Instead, I propose college football concentrate on its time-tested core competencies, the regular season and the bowl system, by reinforcing that which makes it unique and beloved by so many, as opposed to doubling down on something which undermines said competencies, and which has foundered.

Recognizing, that the pursuit of contraction is not a worthwhile endeavor, I’m content with engaging the four-team playoff if we can indefinitely forestall its elongation. Such acquiescence is realized by the adoption of this proposal solely because it enhances the integration of the playoff with the pulse of the sport, by enhancing the regular season and by restoring great value to the bowl game system, all while stabilizing the playoff as-is.

Thus far, the college football playoff has been utterly subpar. Without evident consideration for its predictable impact on the sport as a whole, the playoff was thrust upon it, creating a detrimental disequilibrium as the vast emphasis unseemly narrowed into a myopia surrounding the playoff, an unhealthy condition for a sport whose true character flourishes in the fall.

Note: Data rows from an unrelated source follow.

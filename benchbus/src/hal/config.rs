use std::collections::BTreeMap;
use std::time::Duration;

use crate::serial::{DataBits, Parity, SerialSettings, StopBits};

/// How an instrument is reached
#[derive(Copy, Clone, Debug, PartialEq, Eq)]
#[cfg_attr(
    feature = "serialization",
    derive(serde::Serialize, serde::Deserialize),
    serde(rename_all = "snake_case")
)]
pub enum TransportKind {
    /// serial port, `address` is the device path
    Serial,
    /// TCP socket, `address` is the host
    Tcp,
}

/// Connection parameters of one piece of equipment
#[derive(Clone, Debug, PartialEq, Eq)]
#[cfg_attr(
    feature = "serialization",
    derive(serde::Serialize, serde::Deserialize)
)]
pub struct ConnectionConfig {
    /// serial or TCP
    pub transport_kind: TransportKind,
    /// serial device path or TCP host
    pub address: String,
    /// TCP port
    pub port: Option<u16>,
    /// serial baud rate, 9600 when absent
    pub baud_rate: Option<u32>,
    /// limit on connecting and on waiting for each reply
    pub timeout: Duration,
    /// transport specific options: `data_bits` (5-8), `parity` (none/odd/even), `stop_bits` (1/2)
    pub extra: BTreeMap<String, String>,
}

/// Default per-operation timeout of an instrument connection
pub const DEFAULT_TIMEOUT: Duration = Duration::from_secs(5);

impl ConnectionConfig {
    /// serial port at `path` with 8N1 framing
    pub fn serial(path: &str, baud_rate: u32) -> Self {
        Self {
            transport_kind: TransportKind::Serial,
            address: path.to_string(),
            port: None,
            baud_rate: Some(baud_rate),
            timeout: DEFAULT_TIMEOUT,
            extra: BTreeMap::new(),
        }
    }

    /// TCP socket at `host:port`
    pub fn tcp(host: &str, port: u16) -> Self {
        Self {
            transport_kind: TransportKind::Tcp,
            address: host.to_string(),
            port: Some(port),
            baud_rate: None,
            timeout: DEFAULT_TIMEOUT,
            extra: BTreeMap::new(),
        }
    }

    /// replace the timeout
    pub fn with_timeout(self, timeout: Duration) -> Self {
        Self { timeout, ..self }
    }

    /// add a transport specific option
    pub fn with_extra(mut self, key: &str, value: &str) -> Self {
        self.extra.insert(key.to_string(), value.to_string());
        self
    }

    /// human readable endpoint for logging and errors
    pub fn target(&self) -> String {
        match (self.transport_kind, self.port) {
            (TransportKind::Tcp, Some(port)) => format!("{}:{}", self.address, port),
            _ => self.address.clone(),
        }
    }

    /// serial settings derived from the baud rate and the `extra` options
    pub fn serial_settings(&self) -> SerialSettings {
        let mut settings = SerialSettings::default();
        if let Some(baud_rate) = self.baud_rate {
            settings.baud_rate = baud_rate;
        }
        match self.extra.get("data_bits").map(String::as_str) {
            Some("5") => settings.data_bits = DataBits::Five,
            Some("6") => settings.data_bits = DataBits::Six,
            Some("7") => settings.data_bits = DataBits::Seven,
            Some("8") | None => {}
            Some(other) => tracing::warn!("ignoring data_bits option: {}", other),
        }
        match self.extra.get("parity").map(|x| x.to_ascii_lowercase()).as_deref() {
            Some("odd") => settings.parity = Parity::Odd,
            Some("even") => settings.parity = Parity::Even,
            Some("none") | None => {}
            Some(other) => tracing::warn!("ignoring parity option: {}", other),
        }
        match self.extra.get("stop_bits").map(String::as_str) {
            Some("2") => settings.stop_bits = StopBits::Two,
            Some("1") | None => {}
            Some(other) => tracing::warn!("ignoring stop_bits option: {}", other),
        }
        settings
    }
}

/// Kind of driver to build for a piece of equipment
#[derive(Copy, Clone, Debug, PartialEq, Eq)]
#[cfg_attr(
    feature = "serialization",
    derive(serde::Serialize, serde::Deserialize),
    serde(rename_all = "snake_case")
)]
pub enum EquipmentKind {
    /// digital multimeter
    Multimeter,
    /// programmable power supply
    PowerSupply,
}

impl std::fmt::Display for EquipmentKind {
    fn fmt(&self, f: &mut std::fmt::Formatter<'_>) -> std::fmt::Result {
        match self {
            EquipmentKind::Multimeter => f.write_str("multimeter"),
            EquipmentKind::PowerSupply => f.write_str("power_supply"),
        }
    }
}

impl std::str::FromStr for EquipmentKind {
    type Err = String;

    fn from_str(s: &str) -> Result<Self, Self::Err> {
        match s.to_ascii_lowercase().as_str() {
            "multimeter" | "dmm" => Ok(EquipmentKind::Multimeter),
            "power_supply" | "psu" => Ok(EquipmentKind::PowerSupply),
            _ => Err(format!("unknown equipment kind: {s}")),
        }
    }
}

/// Everything needed to build one registered piece of equipment
#[derive(Clone, Debug, PartialEq, Eq)]
#[cfg_attr(
    feature = "serialization",
    derive(serde::Serialize, serde::Deserialize)
)]
pub struct EquipmentConfig {
    /// unique name steps refer to
    pub name: String,
    /// driver to build
    pub kind: EquipmentKind,
    /// how to reach it
    pub connection: ConnectionConfig,
}

impl EquipmentConfig {
    /// construct from its fields
    pub fn new(name: &str, kind: EquipmentKind, connection: ConnectionConfig) -> Self {
        Self {
            name: name.to_string(),
            kind,
            connection,
        }
    }
}

#[cfg(test)]
mod tests {
    use super::*;

    #[test]
    fn serial_defaults_to_8n1() {
        let settings = ConnectionConfig::serial("/dev/ttyUSB0", 115_200).serial_settings();
        assert_eq!(settings, SerialSettings::with_baud_rate(115_200));
    }

    #[test]
    fn extra_options_override_framing() {
        let settings = ConnectionConfig::serial("COM3", 9600)
            .with_extra("parity", "Even")
            .with_extra("stop_bits", "2")
            .with_extra("data_bits", "7")
            .serial_settings();
        assert_eq!(settings.parity, Parity::Even);
        assert_eq!(settings.stop_bits, StopBits::Two);
        assert_eq!(settings.data_bits, DataBits::Seven);
    }

    #[test]
    fn tcp_target_includes_port() {
        let config = ConnectionConfig::tcp("192.168.1.50", 5025);
        assert_eq!(config.target(), "192.168.1.50:5025");
        assert_eq!(config.timeout, DEFAULT_TIMEOUT);
    }

    #[test]
    fn parses_equipment_kinds() {
        assert_eq!("PSU".parse::<EquipmentKind>(), Ok(EquipmentKind::PowerSupply));
        assert_eq!("multimeter".parse::<EquipmentKind>(), Ok(EquipmentKind::Multimeter));
        assert!("scope".parse::<EquipmentKind>().is_err());
    }

    #[cfg(feature = "serialization")]
    #[test]
    fn loads_equipment_list_from_json() {
        let json = r#"[{
            "name": "dmm",
            "kind": "multimeter",
            "connection": {
                "transport_kind": "tcp",
                "address": "127.0.0.1",
                "port": 5025,
                "baud_rate": null,
                "timeout": { "secs": 2, "nanos": 0 },
                "extra": {}
            }
        }]"#;
        let configs: Vec<EquipmentConfig> = serde_json::from_str(json).unwrap();
        assert_eq!(configs[0].kind, EquipmentKind::Multimeter);
        assert_eq!(configs[0].connection.target(), "127.0.0.1:5025");
    }
}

To further the golf analogy, in order to make it sub-par, I propose an optimal conference realignment structure, which would enable a symmetrical and efficient scheduling protocol and revitalization of the bowl games. What emerges is a synergetic framework for college football, capable of imminent implementation and enduring longevity.

So, as the college football world continues to deliberate over the proper form of the postseason, I offer this sincere suggestion, let’s commit to less and achieve more.